Je suis tellement trempée qu’un seul petit mouvement vers le bas de mon bassin et il me pénètrera jusqu’au bout. II va le faire, maintenant, je le sens… Oh oui ! Ça y est !!! On pousse un cri tous les deux en même temps. Il va-et-vient doucement, pour commencer. Puis se retire pour voir comment je réagis.
• — Oh noooon…
Alors à nouveau, il me pénètre très doucement et je pousse un gémissement de soulagement, en crispant mes mains sur ses fesses, pour que cette fois il reste. Son membre, brûlant comme ses joues, est au fond de moi et je n’ai jamais rien senti comme ça. Il me remplit complètement. Il recommence doucement à aller et venir, et tous les deux nous regardons les mouvements de nos bassins. Il a replié mes bras au-dessus de mon visage et appuyé ses mains sur les miennes. Il a l’air fasciné. Oh, j’aime tellement qu’il me regarde, et aussi ce qu’il est en train de me faire ! Le rythme de ses coups s’accélère maintenant. Je bouge aussi mes fesses, pour mieux le sentir encore.

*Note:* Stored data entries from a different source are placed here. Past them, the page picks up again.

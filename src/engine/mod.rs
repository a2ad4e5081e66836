mod children;
mod conflict;
mod error;
mod guards;
mod maintenance;
mod mutations;
pub mod projection;
mod queries;
mod store;
pub mod sweep;

pub use conflict::window_conflicts;
pub use error::EngineError;
pub use maintenance::ReconcileReport;
pub use store::Store;

use std::collections::BTreeSet;
use std::io;
use std::path::PathBuf;
use std::sync::Arc;

use chrono::NaiveDateTime;
use tokio::sync::{RwLock, mpsc, oneshot};
use tracing::debug;
use ulid::Ulid;

use crate::clock::Clock;
use crate::model::*;
use crate::notify::NotifyHub;
use crate::observability;
use crate::wal::Wal;

use store::Undo;

// ── Group-commit WAL channel ─────────────────────────────

pub(super) enum WalCommand {
    Append {
        txn: Vec<Record>,
        response: oneshot::Sender<io::Result<()>>,
    },
    Compact {
        snapshot: Vec<Record>,
        response: oneshot::Sender<io::Result<()>>,
    },
    AppendsSinceCompact {
        response: oneshot::Sender<u64>,
    },
}

type Pending = (Vec<Record>, oneshot::Sender<io::Result<()>>);

/// Background task that owns the WAL and batches appends for group commit.
/// 1. Block until the first Append arrives.
/// 2. Drain every Append already queued behind it.
/// 3. One flush_sync for the whole batch, then answer every sender.
async fn wal_writer_loop(mut wal: Wal, mut rx: mpsc::Receiver<WalCommand>) {
    while let Some(cmd) = rx.recv().await {
        match cmd {
            WalCommand::Append { txn, response } => {
                let mut batch = vec![(txn, response)];
                let mut deferred = None;
                loop {
                    match rx.try_recv() {
                        Ok(WalCommand::Append { txn, response }) => batch.push((txn, response)),
                        Ok(other) => {
                            deferred = Some(other);
                            break;
                        }
                        Err(_) => break,
                    }
                }
                commit_batch(&mut wal, &mut batch);
                if let Some(other) = deferred {
                    handle_non_append(&mut wal, other);
                }
            }
            other => handle_non_append(&mut wal, other),
        }
    }
}

fn commit_batch(wal: &mut Wal, batch: &mut Vec<Pending>) {
    metrics::histogram!(observability::WAL_FLUSH_BATCH_SIZE).record(batch.len() as f64);
    let flush_start = std::time::Instant::now();
    let result = flush_batch(wal, batch);
    metrics::histogram!(observability::WAL_FLUSH_DURATION_SECONDS)
        .record(flush_start.elapsed().as_secs_f64());
    for (_, tx) in batch.drain(..) {
        let r = match &result {
            Ok(()) => Ok(()),
            Err(e) => Err(io::Error::new(e.kind(), e.to_string())),
        };
        let _ = tx.send(r);
    }
}

fn flush_batch(wal: &mut Wal, batch: &[Pending]) -> io::Result<()> {
    let mut append_err = None;
    for (txn, _) in batch {
        if let Err(e) = wal.append_buffered(txn) {
            append_err = Some(e);
            break;
        }
    }
    // Flush even after a failed append so no buffered bytes leak into the next batch.
    let flush_err = wal.flush_sync().err();
    match (append_err, flush_err) {
        (Some(e), _) | (None, Some(e)) => Err(e),
        (None, None) => Ok(()),
    }
}

fn handle_non_append(wal: &mut Wal, cmd: WalCommand) {
    match cmd {
        WalCommand::Compact { snapshot, response } => {
            let result = Wal::write_compact_file(wal.path(), &snapshot)
                .and_then(|()| wal.swap_compact_file());
            let _ = response.send(result);
        }
        WalCommand::AppendsSinceCompact { response } => {
            let _ = response.send(wal.appends_since_compact());
        }
        WalCommand::Append { txn, response } => {
            let mut batch = vec![(txn, response)];
            commit_batch(wal, &mut batch);
        }
    }
}

// ── Transactions ─────────────────────────────────────────

/// Records applied to the store but not yet durable.
///
/// Each `push` applies its record immediately, so later reads inside the
/// same transaction see it. [`Engine::commit`] makes the whole set durable
/// as one WAL entry or reverts every row.
pub(crate) struct Txn<'a> {
    store: &'a mut Store,
    records: Vec<Record>,
    undo: Vec<Undo>,
}

impl<'a> Txn<'a> {
    pub(crate) fn new(store: &'a mut Store) -> Self {
        Self {
            store,
            records: Vec::new(),
            undo: Vec::new(),
        }
    }

    pub(crate) fn store(&self) -> &Store {
        self.store
    }

    pub(crate) fn push(&mut self, record: Record) {
        self.undo.push(self.store.apply(&record));
        self.records.push(record);
    }

    fn rollback(self) {
        for undo in self.undo.into_iter().rev() {
            self.store.revert(undo);
        }
    }
}

/// Venues and staff whose projections an event change may move.
#[derive(Debug, Default)]
pub(crate) struct Impact {
    venues: BTreeSet<Ulid>,
    staff: BTreeSet<Ulid>,
}

impl Impact {
    /// Venue and linked staff of an event as it currently stands in `store`.
    pub(crate) fn of_event(store: &Store, event_id: Ulid) -> Self {
        Self {
            venues: store
                .events
                .get(&event_id)
                .and_then(|event| event.venue_id)
                .into_iter()
                .collect(),
            staff: store.staff_of(event_id),
        }
    }

    pub(crate) fn staff(ids: impl IntoIterator<Item = Ulid>) -> Self {
        Self {
            venues: BTreeSet::new(),
            staff: ids.into_iter().collect(),
        }
    }

    pub(crate) fn merge(&mut self, other: Impact) {
        self.venues.extend(other.venues);
        self.staff.extend(other.staff);
    }
}

/// One tenant's rows, WAL and change feed.
pub struct Engine {
    tenant: String,
    pub(super) state: RwLock<Store>,
    pub(super) wal_tx: mpsc::Sender<WalCommand>,
    pub notify: Arc<NotifyHub>,
    clock: Arc<dyn Clock>,
}

impl Engine {
    /// Replay `wal_path` and start the group-commit writer.
    pub fn new(
        tenant: impl Into<String>,
        wal_path: PathBuf,
        notify: Arc<NotifyHub>,
        clock: Arc<dyn Clock>,
    ) -> io::Result<Self> {
        let txns = Wal::recover(&wal_path)?;
        let mut store = Store::new();
        for record in txns.iter().flatten() {
            store.apply(record);
        }
        let tenant = tenant.into();
        debug!(
            "tenant {tenant}: replayed {} transactions ({} events)",
            txns.len(),
            store.events.len()
        );

        let wal = Wal::open(&wal_path)?;
        let (wal_tx, wal_rx) = mpsc::channel(4096);
        tokio::spawn(wal_writer_loop(wal, wal_rx));

        Ok(Self {
            tenant,
            state: RwLock::new(store),
            wal_tx,
            notify,
            clock,
        })
    }

    pub fn tenant(&self) -> &str {
        &self.tenant
    }

    pub(super) fn now(&self) -> NaiveDateTime {
        self.clock.now()
    }

    /// A payload or filter may name a company, but only this engine's own.
    pub(super) fn check_scope(&self, company: Option<&str>) -> Result<(), EngineError> {
        match company {
            Some(requested) if requested != self.tenant => Err(EngineError::Scope {
                tenant: self.tenant.clone(),
                requested: requested.to_string(),
            }),
            _ => Ok(()),
        }
    }

    /// Make a transaction durable, then publish its records.
    /// A failed append reverts every row the transaction touched.
    pub(super) async fn commit(&self, txn: Txn<'_>) -> Result<(), EngineError> {
        if txn.records.is_empty() {
            return Ok(());
        }
        if let Err(e) = self.wal_append(txn.records.clone()).await {
            txn.rollback();
            return Err(e);
        }
        for record in &txn.records {
            self.notify.send(record);
        }
        Ok(())
    }

    /// Write one transaction via the background group-commit writer.
    async fn wal_append(&self, txn: Vec<Record>) -> Result<(), EngineError> {
        let (tx, rx) = oneshot::channel();
        self.wal_tx
            .send(WalCommand::Append { txn, response: tx })
            .await
            .map_err(|_| EngineError::WalError("WAL writer shut down".into()))?;
        rx.await
            .map_err(|_| EngineError::WalError("WAL writer dropped response".into()))?
            .map_err(|e| EngineError::WalError(e.to_string()))
    }

    // ── Projectors ───────────────────────────────────────

    /// Cascade an event change into every venue and staff projection it touched.
    pub(super) fn on_event_changed(&self, txn: &mut Txn<'_>, impact: Impact, now: NaiveDateTime) {
        for venue_id in impact.venues {
            self.project_venue(txn, venue_id, now);
        }
        for staff_id in impact.staff {
            self.project_staff(txn, staff_id, now);
        }
    }

    /// Returns whether the venue's status moved.
    pub(super) fn project_venue(&self, txn: &mut Txn<'_>, id: Ulid, now: NaiveDateTime) -> bool {
        let store = txn.store();
        let Some(current) = store.venues.get(&id).map(|venue| venue.status) else {
            debug!("venue {id} vanished, projection skipped");
            return false;
        };
        let next = projection::venue_status(store.events_at_venue(id), now);
        if next == current {
            return false;
        }
        debug!("venue {id}: {current} -> {next}");
        metrics::counter!(observability::PROJECTION_UPDATES_TOTAL, "kind" => "venue").increment(1);
        txn.push(Record::VenueStatusProjected { id, status: next });
        true
    }

    pub(super) fn project_staff(&self, txn: &mut Txn<'_>, id: Ulid, now: NaiveDateTime) -> bool {
        let store = txn.store();
        let Some(current) = store.staff.get(&id).map(|staff| staff.status) else {
            debug!("staff {id} vanished, projection skipped");
            return false;
        };
        let next = projection::staff_status(store.events_for_staff(id), now);
        if next == current {
            return false;
        }
        debug!("staff {id}: {current} -> {next}");
        metrics::counter!(observability::PROJECTION_UPDATES_TOTAL, "kind" => "staff").increment(1);
        txn.push(Record::StaffStatusProjected { id, status: next });
        true
    }

    pub(super) fn project_table(&self, txn: &mut Txn<'_>, id: Ulid) -> bool {
        let store = txn.store();
        let Some(table) = store.tables.get(&id) else {
            debug!("table {id} vanished, projection skipped");
            return false;
        };
        let (event_id, current) = (table.event_id, table.status);
        let next = projection::table_status(table.capacity, store.seated_at(id, None));
        if next == current {
            return false;
        }
        debug!("table {id}: {current} -> {next}");
        metrics::counter!(observability::PROJECTION_UPDATES_TOTAL, "kind" => "table").increment(1);
        txn.push(Record::TableStatusProjected { id, event_id, status: next });
        true
    }
}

• — Christelle, doucement, je t’en supplie, tu vas me faire jouir.
Je ne veux pas qu’il se retienne, je veux l’entendre crier, je veux voir le plaisir que je lui donne. Je sens déjà quelque chose vibrer dans son sexe et en le regardant droit dans les yeux, je glisse une main entre nous pour aller caresser ses couilles. Je les prends à pleine main et deux secondes après, je l’entends crier « Christelle ! » à mon oreille et je sens un long jet tiède dans le bas de mon ventre. Puis une deuxième secousse, suivie aussitôt d’une troisième. Je m’entends pousser à mon tour de petits cris, qui deviennent de plus en plus forts, jusqu’à se fondre en un seul.
Et puis, j’ai comme un flash et je crie son prénom à mon tour. Parcourue de spasmes, je me retiens de lui dire que je l’aime. Une autre fois, je lui dirai peut-être. J’ai l’impression de perdre connaissance. Je cesse de penser et je le serre très fort dans mes bras, avant que la magie de l’instant s’en aille pour de bon.